The U.S. Defense Security Cooperation Agency, or DSCA, notified Congress Tuesday of plans to sell the government of Mexico an arms package consisting of UH-60M Black Hawk helicopters and associated equipment, parts, training, and logistical support. If approved, this sale will generate new revenues of approximately $225 million for principal contractors United Technologies (NYSE:UTX), which manufactures the Black Hawk, and General Electric (NYSE:GE), which builds the engines that power it, as well as for the manufacturers of the equipment that will be installed aboard the helicopters.
The specific equipment that Mexico is asking to buy includes:
- Five UH-60M Black Hawk helicopters in the standard configuration used by the U.S. government, plus added "designated unique equipment and government furnished equipment."
- Five Star Safire III Forward Looking Infrared Radar systems, manufactured by FLIR Systems (NASDAQ:FLIR)
- 10 installed and three spare T700-GE-701D engines, manufactured by GE.

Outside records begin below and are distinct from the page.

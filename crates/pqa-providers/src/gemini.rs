//! Gemini (Google Generative Language API) embedding and chat clients

use async_trait::async_trait;
use reqwest::Client;
use serde::{Deserialize, Serialize};
use std::time::Duration;

use pqa_core::{ChatModel, Embedder, Error, Result};

const API_BASE: &str = "https://generativelanguage.googleapis.com/v1beta";

fn http_client() -> Result<Client> {
    Client::builder()
        .timeout(Duration::from_secs(60))
        .build()
        .map_err(|e| Error::Connection(e.to_string()))
}

/// Accepts both "embedding-001" and "models/embedding-001" forms.
fn qualified_model(model: &str) -> String {
    if model.starts_with("models/") {
        model.to_string()
    } else {
        format!("models/{model}")
    }
}

/// Gemini embeddings client
pub struct GeminiEmbedder {
    client: Client,
    api_key: String,
    model: String,
}

#[derive(Serialize)]
struct EmbedContentRequest<'a> {
    model: &'a str,
    content: Content<'a>,
}

#[derive(Serialize)]
struct Content<'a> {
    parts: Vec<Part<'a>>,
}

#[derive(Serialize)]
struct Part<'a> {
    text: &'a str,
}

#[derive(Deserialize)]
struct EmbedContentResponse {
    embedding: ContentEmbedding,
}

#[derive(Deserialize)]
struct ContentEmbedding {
    values: Vec<f32>,
}

impl GeminiEmbedder {
    pub fn new(api_key: impl Into<String>, model: impl Into<String>) -> Result<Self> {
        let api_key = api_key.into();
        if api_key.trim().is_empty() {
            return Err(Error::Configuration("GOOGLE_API_KEY vazia".to_string()));
        }
        Ok(Self {
            client: http_client()?,
            api_key,
            model: qualified_model(&model.into()),
        })
    }
}

#[async_trait]
impl Embedder for GeminiEmbedder {
    fn name(&self) -> &'static str {
        "gemini"
    }

    fn model(&self) -> &str {
        &self.model
    }

    async fn embed(&self, text: &str) -> Result<Vec<f32>> {
        let url = format!("{API_BASE}/{}:embedContent", self.model);
        let request = EmbedContentRequest {
            model: &self.model,
            content: Content {
                parts: vec![Part { text }],
            },
        };
        let response = self
            .client
            .post(&url)
            .header("x-goog-api-key", self.api_key.trim())
            .json(&request)
            .send()
            .await
            .map_err(|e| Error::Connection(e.to_string()))?;

        let status = response.status();
        if !status.is_success() {
            let body = response
                .text()
                .await
                .unwrap_or_else(|_| "<body unavailable>".to_string());
            return Err(Error::Provider(format!(
                "Gemini embedContent failed ({status}): {body}"
            )));
        }

        let parsed: EmbedContentResponse = response
            .json()
            .await
            .map_err(|e| Error::Provider(format!("failed to parse Gemini embedding response: {e}")))?;
        Ok(parsed.embedding.values)
    }
}

/// Gemini chat client
pub struct GeminiChat {
    client: Client,
    api_key: String,
    model: String,
}

#[derive(Serialize)]
struct GenerateContentRequest<'a> {
    contents: Vec<Content<'a>>,
    #[serde(rename = "generationConfig")]
    generation_config: GenerationConfig,
}

#[derive(Serialize)]
struct GenerationConfig {
    temperature: f32,
}

#[derive(Deserialize)]
struct GenerateContentResponse {
    #[serde(default)]
    candidates: Vec<Candidate>,
}

#[derive(Deserialize)]
struct Candidate {
    content: CandidateContent,
}

#[derive(Deserialize)]
struct CandidateContent {
    #[serde(default)]
    parts: Vec<CandidatePart>,
}

#[derive(Deserialize)]
struct CandidatePart {
    #[serde(default)]
    text: String,
}

impl GeminiChat {
    pub fn new(api_key: impl Into<String>, model: impl Into<String>) -> Result<Self> {
        let api_key = api_key.into();
        if api_key.trim().is_empty() {
            return Err(Error::Configuration("GOOGLE_API_KEY vazia".to_string()));
        }
        Ok(Self {
            client: http_client()?,
            api_key,
            model: qualified_model(&model.into()),
        })
    }
}

#[async_trait]
impl ChatModel for GeminiChat {
    fn name(&self) -> &'static str {
        "gemini"
    }

    fn model(&self) -> &str {
        &self.model
    }

    async fn complete(&self, prompt: &str) -> Result<String> {
        let url = format!("{API_BASE}/{}:generateContent", self.model);
        let request = GenerateContentRequest {
            contents: vec![Content {
                parts: vec![Part { text: prompt }],
            }],
            generation_config: GenerationConfig { temperature: 0.0 },
        };
        let response = self
            .client
            .post(&url)
            .header("x-goog-api-key", self.api_key.trim())
            .json(&request)
            .send()
            .await
            .map_err(|e| Error::Connection(e.to_string()))?;

        let status = response.status();
        if !status.is_success() {
            let body = response
                .text()
                .await
                .unwrap_or_else(|_| "<body unavailable>".to_string());
            return Err(Error::Provider(format!(
                "Gemini generateContent failed ({status}): {body}"
            )));
        }

        let parsed: GenerateContentResponse = response
            .json()
            .await
            .map_err(|e| Error::Provider(format!("failed to parse Gemini response: {e}")))?;
        let answer = parsed
            .candidates
            .into_iter()
            .next()
            .map(|candidate| {
                candidate
                    .content
                    .parts
                    .into_iter()
                    .map(|part| part.text)
                    .collect::<Vec<_>>()
                    .join("")
            })
            .unwrap_or_default();
        Ok(answer)
    }
}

- 10 installed and two spare embedded global positioning systems/inertial navigation systems.
- 10 M134 7.62mm machine guns.
- A single Aviation Mission Planning System.
- A single Aviation Ground Power Unit.
- Associated communication security equipment, Identification Friend or Foe systems, spare parts, support equipment, and training and support services.
The equipment package included in this current planned sale mirrors almost exactly the equipment included in a previously notified sale of 18 Black Hawks to Mexico back in April. This week's per-aircraft value to the defense contractors, however, is higher -- approximately $45 million per helicopter, versus less than $38 million per helicopter in the sale notified to Congress two months ago.
Explaining the latest planned sale to Congress, DSCA repeated past assertions that "Mexico has been a strong partner in combating organized crime and drug trafficking organizations" and that "[t]he sale of these UH-60M helicopters to Mexico will significantly increase and strengthen its capability to provide in-country airlift support for its forces engaged in counter-drug operations."
According to DSCA, "there will be no adverse impact on U.S. defense readiness as a result of this proposed sale." Nor will the sale "alter the basic military balance in the region."